Even with EULEX, Kosovo is stuck with justice and corruption has been increased

Andrea Laurenzo Capusela has been working in Kosovo as chief of international control. He has spoken about EULEX's role and the results of this mission, which will from now on change the format. Interview for Deutsche Welle: DW: Mr. Capussela, EULEX's legal mission is preparing to leave Kosovo and estimates for [...]
Interview for Deutsche Welle:
DW: Mr. Capussela, the EULEX legal mission is preparing to leave Kosovo, and estimates of his work are different. Some criticize him as a failure, some appreciate that he has achieved obvious successes. What's your opinion?
Dr. Capussela: E ULEX has been a very good idea. Strengthening the judicial state has been the most important priority for Kosovo in the medium-term perspective, and the mission, its conception was very well designed. Because Kosovo lacked instruments to strengthen the rule of law. Kosovo's judicial system suffered from competencies, capacities and, especially independence. The entire public administration in Kosovo is highly politicised, corrupt, and dominated by clientlorism and nepotism. You cannot expect an administration of justice to be able to have credibility and passion, to give due justice in the medium term. It would take a lot more time for this. So the idea was to do two things with EULEX: to rely on Kosovo building capacities, training and monitoring, and most importantly to take over the delicate segment of the justice sector. Because Kosovo is tasked with creating justice itself, directly. To have the police, prosecutors and judges who can arrest, send to trial, offer lawyers in very delicate sectors as high-level corruption, organised crime and war crimes. This should also be done in the civil and economic field with difficult property and privatisation cases.

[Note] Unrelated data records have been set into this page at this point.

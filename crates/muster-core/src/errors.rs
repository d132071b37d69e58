//! Error taxonomy shared across the muster crates.
//!
//! Failure policy in one place:
//!
//! - Presence lookup failures are recoverable — callers assume offline.
//! - Outbound dispatch failures surface to the caller after the dedup guard
//!   has been rolled back; user-facing messaging is the caller's job.
//! - Inbound wire failures are contained in the router and never propagate
//!   to the transport layer.

use thiserror::Error;

/// Presence subsystem failures.
#[derive(Debug, Error)]
pub enum PresenceError {
    /// The presence backend is unreachable or not configured.
    /// Callers treat affected users as offline rather than retrying.
    #[error("presence subsystem unavailable: {0}")]
    Unavailable(String),
}

/// Failure publishing a message on the shared channel.
#[derive(Debug, Error)]
#[error("publish on {channel} failed: {reason}")]
pub struct PublishError {
    /// Channel the publish was attempted on.
    pub channel: String,
    /// Transport-reported reason.
    pub reason: String,
}

/// Failure delivering a push notification.
#[derive(Debug, Error)]
pub enum PushError {
    /// The push endpoint rejected the request.
    #[error("push endpoint returned {status}: {reason}")]
    Rejected {
        /// HTTP status code.
        status: u16,
        /// Response body or reason phrase.
        reason: String,
    },
    /// The request never reached the endpoint.
    #[error("push transport error: {0}")]
    Transport(String),
}

/// Failure encoding or decoding a wire payload.
#[derive(Debug, Error)]
pub enum WireError {
    /// Payload could not be serialized.
    #[error("failed to encode message: {0}")]
    Encode(String),
    /// Payload is not valid JSON or a known kind is missing fields.
    #[error("malformed payload: {0}")]
    Malformed(String),
    /// Payload is JSON but carries no string `"type"` field.
    #[error("payload has no type field")]
    MissingType,
}

/// Failure during an outbound muster dispatch. The dedup guard has already
/// been released when one of these reaches the caller.
#[derive(Debug, Error)]
pub enum DispatchError {
    /// Publishing the request on the channel failed.
    #[error(transparent)]
    Publish(#[from] PublishError),
    /// The offline push fallback failed.
    #[error(transparent)]
    Push(#[from] PushError),
    /// The outbound message could not be encoded.
    #[error(transparent)]
    Wire(#[from] WireError),
}
//! Collaborator seams for the orchestrator.
//!
//! The runtime owns none of the infrastructure it coordinates: the pub/sub
//! transport is assumed connected and subscribed, presence lives in the
//! real-time backend, and push delivery is a platform service. Each is a
//! trait so the orchestrator can be driven by production adapters or by the
//! recording fakes in [`crate::testutil`].

use std::collections::{HashMap, HashSet};

use async_trait::async_trait;

use muster_core::errors::{PresenceError, PublishError, PushError};

/// Publish side of the shared pub/sub channel.
///
/// Inbound delivery is not part of this trait: the transport's subscription
/// callback hands payloads to [`crate::MessageRouter::on_message`].
#[async_trait]
pub trait MusterTransport: Send + Sync {
    /// Publish a serialized payload on the named channel. Single attempt,
    /// no retry; failure surfaces to the dispatching caller.
    async fn publish(&self, channel: &str, payload: &str) -> Result<(), PublishError>;
}

/// On-demand presence lookup against the real-time backend.
#[async_trait]
pub trait PresenceProvider: Send + Sync {
    /// Query online status for a set of user ids.
    ///
    /// Ids absent from the returned map are treated as offline by callers,
    /// as is the entire set when the query fails.
    async fn query_presence(
        &self,
        user_ids: &HashSet<String>,
    ) -> Result<HashMap<String, bool>, PresenceError>;
}

/// Push-notification fallback for offline targets.
#[async_trait]
pub trait PushSender: Send + Sync {
    /// Deliver a muster push to the given user, carrying the sender's
    /// current location label. Single attempt.
    async fn send_push(&self, user_id: &str, location_label: &str) -> Result<(), PushError>;
}
//! Tracing subscriber setup.

use tracing_subscriber::EnvFilter;

/// Initialize the global tracing subscriber.
///
/// Filter resolution: `RUST_LOG` when set, otherwise `info` for the muster
/// crates and `warn` for everything else. Safe to call more than once; later
/// calls are no-ops.
pub fn init() {
    let filter = EnvFilter::try_from_default_env()
        .unwrap_or_else(|_| EnvFilter::new("warn,muster_core=info,muster_runtime=info,muster_push=info"));

    let _ = tracing_subscriber::fmt()
        .with_env_filter(filter)
        .with_target(true)
        .try_init();
}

So the idea was very good but very bad application. The answer to why it was bad is over. In the book I published in 2015 I've taken a lot of time with this question. My conclusion is: The first task was very difficult. This required serious efforts by the European Union. Unfortunately, the EU foreign policy machine's efficiency did not provide good evidence. The second reason is that there was little political will to do this job well.
DW: On the Kosovo side?
Capussela: No, by the EU. Indeed from more in the West, because the US has enormous influence in Kosovo, far greater than the EU. But the problem here is that the political elite of Kosovo, and economics, is very much linked to criminal elites. There are concerns that they are circuits that overlap each other. So many of the political elites are involved in corruption and organised crime, and they have also been involved in war crimes perhaps during years of conflict.
So the passionate implementation of the rule of law also means the arrest and dispatching of important political figures and businessmen to the tribunal.
The international community and the West think short-term stability is important in Kosovo. There were two priorities setting stability on the one hand and strengthening the legal state on the other. These two priorities oppose each other. I'm not against political stability. But my criticism is that in the balance between political stability and establishing the rule of law, the greatest burden was given to political stability. That went to the point that the rule of law priority was completely forgotten.
There are many indicators that say the political elite is involved in corruption and organised crime. Even after ten years no relevant political figure has been arrested or investigated or brought to trial for any of these crimes. That's the second important reason.
The gap that exists between the political will for establishing the rule of law and the outcome achieved has nothing to do with what EULEX management did not have the motivation to do the job properly. Political masters did not exercise sufficient pressure on them, so EULEX management acted opportunisticly. It was easier to give advice about the rule of law, to train, and to develop capacities than to arrest someone for example, so they focused more on giving counsel.
The result was that if we look at indicators given by the Worldwide Governor Indicators published by the World Bank, we see two indicators that are the quality of the rule of law and control of corruption. These two indicators are synthesis for all available tests. If you see them for years before EULEX went to Kosovo and then, then you see that the rule of law has stalled in the country, efficiency does not increase, and control of corruption has deteriorated. While for the same period in other Balkan states the rule of law has improved slightly, as has control of corruption. A paradox because the EU spent 1.5 billion dollars on EULEX, the largest civilian mission ever organised by the EU. EULEX has had three times as many personnel as any other mission. E ULEX was the European foreign policy flag. So although Kosovo received assistance from a very important European foreign policy mission in the area of establishing law and control over corruption, the situation today ten years later is worse than in other Balkan states, which have not had comparable assistance.
This is a very good indication of failure.
DW: Has there been success in the work of EULEX?
Laurenzo Capusella: General vision is systematic failure. Within this picture are some positive points. The client service advised by EULEX did not deteriorate. It has good quality compared to other Kosovo institutions. Also in the area of property returns, good results have been achieved, though this is a delicate issue, because there are clashes between Kosovo Serbs and Kosovo Albanians. But it is difficult to find successful examples of greater things.